In 1609, The Raising of Lazarus‘s painter Michelangelo Merisi da Caravaggio was fleeing from the latest mishap he had gotten into. Passing through Messina, the Lazzari family commissioned him for a canvas. Their last name inspired Merisi, who suggested the theme of the Resurrection of Lazarus, an idea they warmly welcomed.
Darker an existential tones
Here the darker tones that would characterize the latter part of his career first make their appearance. The body of Lazarus shows muscles by then gone soft. He is placed at the center of the scene in a pose reminiscent of a crucifixion (in the Gospels this episode foreshadows the Resurrection of Christ).
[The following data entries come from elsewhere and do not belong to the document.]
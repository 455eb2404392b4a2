use std::fmt::Display;
use std::fmt::Error;
use std::fmt::Formatter;

use sub_array::SubArray;

use crate::error::{DisasmError, Result};

/// Size of the fixed story file header.
pub const HEADER_SIZE: usize = 64;

/// The 64-byte preamble of a story file. Fields marked "set by interpreter"
/// are normally zero in a story file on disk but are decoded anyway.
#[derive(Debug, Clone, PartialEq, Eq)]
pub struct Header {
    pub version: u8,
    pub flags1: u8,
    pub release: u16,
    /// Base of high memory (end of preloaded data)
    pub end_lod: u16,
    /// Initial program counter
    pub start: u16,
    pub vocab: u16,
    pub objects: u16,
    pub globals: u16,
    /// Base of static memory (end of dynamic memory)
    pub impure: u16,
    pub flags2: u16,
    pub serial: [u8; 6],
    /// Abbreviation table
    pub words: u16,
    /// File length, divided by the version's size factor
    pub length: u16,
    pub checksum: u16,
    // set by interpreter
    pub interpreter_number: u8,
    pub interpreter_version: u8,
    pub screen_rows: u8,
    pub screen_columns: u8,
    pub screen_width: u16,
    pub screen_height: u16,
    pub font_width: u8,
    pub font_height: u8,
    /// V6-7 routine offset, in units of 8 bytes
    pub routine_offset: u16,
    /// V6-7 string offset, in units of 8 bytes
    pub string_offset: u16,
    // set by interpreter
    pub default_bg: u8,
    pub default_fg: u8,
    pub tchars_table: u16,
    // set by interpreter
    pub buffer_width: u16,
    pub standard_revision: u16,
    pub alphabet_table: u16,
    pub extension_table: u16,
    // set by interpreter
    pub username: [u8; 4],
    pub creator: [u8; 4],
}

fn word(bytes: &[u8; HEADER_SIZE], offset: usize) -> u16 {
    u16::from_be_bytes(*bytes.sub_array_ref::<2>(offset))
}

impl Header {
    /// Parse the header from the start of a story image.
    pub fn parse(memory: &[u8]) -> Result<Header> {
        let bytes: &[u8; HEADER_SIZE] = memory
            .get(..HEADER_SIZE)
            .and_then(|b| b.try_into().ok())
            .ok_or(DisasmError::TruncatedHeader(memory.len()))?;

        Ok(Header {
            version: bytes[0x00],
            flags1: bytes[0x01],
            release: word(bytes, 0x02),
            end_lod: word(bytes, 0x04),
            start: word(bytes, 0x06),
            vocab: word(bytes, 0x08),
            objects: word(bytes, 0x0A),
            globals: word(bytes, 0x0C),
            impure: word(bytes, 0x0E),
            flags2: word(bytes, 0x10),
            serial: *bytes.sub_array_ref::<6>(0x12),
            words: word(bytes, 0x18),
            length: word(bytes, 0x1A),
            checksum: word(bytes, 0x1C),
            interpreter_number: bytes[0x1E],
            interpreter_version: bytes[0x1F],
            screen_rows: bytes[0x20],
            screen_columns: bytes[0x21],
            screen_width: word(bytes, 0x22),
            screen_height: word(bytes, 0x24),
            font_width: bytes[0x26],
            font_height: bytes[0x27],
            routine_offset: word(bytes, 0x28),
            string_offset: word(bytes, 0x2A),
            default_bg: bytes[0x2C],
            default_fg: bytes[0x2D],
            tchars_table: word(bytes, 0x2E),
            buffer_width: word(bytes, 0x30),
            standard_revision: word(bytes, 0x32),
            alphabet_table: word(bytes, 0x34),
            extension_table: word(bytes, 0x36),
            username: *bytes.sub_array_ref::<4>(0x38),
            creator: *bytes.sub_array_ref::<4>(0x3C),
        })
    }

    /// Serial number as text (normally six ASCII digits, YYMMDD)
    pub fn serial_string(&self) -> String {
        self.serial.iter().map(|&b| b as char).collect()
    }

    /// File length in bytes as declared by the header.
    pub fn file_length(&self, size_factor: usize) -> usize {
        self.length as usize * size_factor
    }
}

impl Display for Header {
    fn fmt(&self, f: &mut Formatter<'_>) -> std::result::Result<(), Error> {
        write!(
            f,
            "
Z-code version:           {}
Interpreter flags:        {:#04x}
Release number:           {}
Size of resident memory:  {:#06x}
Start PC:                 {:#06x}
Dictionary address:       {:#06x}
Object table address:     {:#06x}
Global variables address: {:#06x}
Size of dynamic memory:   {:#06x}
Game flags:               {:#06x}
Serial number:            {}
Abbreviations address:    {:#06x}
File size word:           {:#06x}
Checksum:                 {:#06x}
",
            self.version,
            self.flags1,
            self.release,
            self.end_lod,
            self.start,
            self.vocab,
            self.objects,
            self.globals,
            self.impure,
            self.flags2,
            self.serial_string(),
            self.words,
            self.length,
            self.checksum,
        )?;
        if self.version >= 5 {
            write!(
                f,
                "Alphabet table:           {:#06x}
Header extension:         {:#06x}
Terminating chars table:  {:#06x}
",
                self.alphabet_table, self.extension_table, self.tchars_table,
            )?;
        }
        if self.version == 6 || self.version == 7 {
            write!(
                f,
                "Routines offset:          {:#06x}
Strings offset:           {:#06x}
",
                self.routine_offset, self.string_offset,
            )?;
        }
        Ok(())
    }
}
Differing from other works with the same subject matter, the protagonist of this canvas is not Jesus, but Lazarus himself. It’s not He who works miracles, but he who experiences them. From this point of view, the episode takes on more intimate, existential tones. It’s not hard to imagine how Caravaggio identified with that body asking for salvation from death and sin.
Like a film director
From a stylistic point of view, The Raising of Lazarus is an important example of one of the great innovations that Merisi would bring to painting (and sculpture) of the 1600s. The use of light is for instance pioneering for the way Caravaggio calibrated and guided it. It is comparable to the study of light that a film or theater director would make.
In The Raising of Lazarus, Caravaggio spotlights his stage and symbolically directs the light. He highlights Jesus’s arm and shoulder, landing in a strip of salvific light that floods over the body of Lazarus. Painters like De La Tour, Gentileschi, and Honthorst would later adopt this element as an inheritance from the master.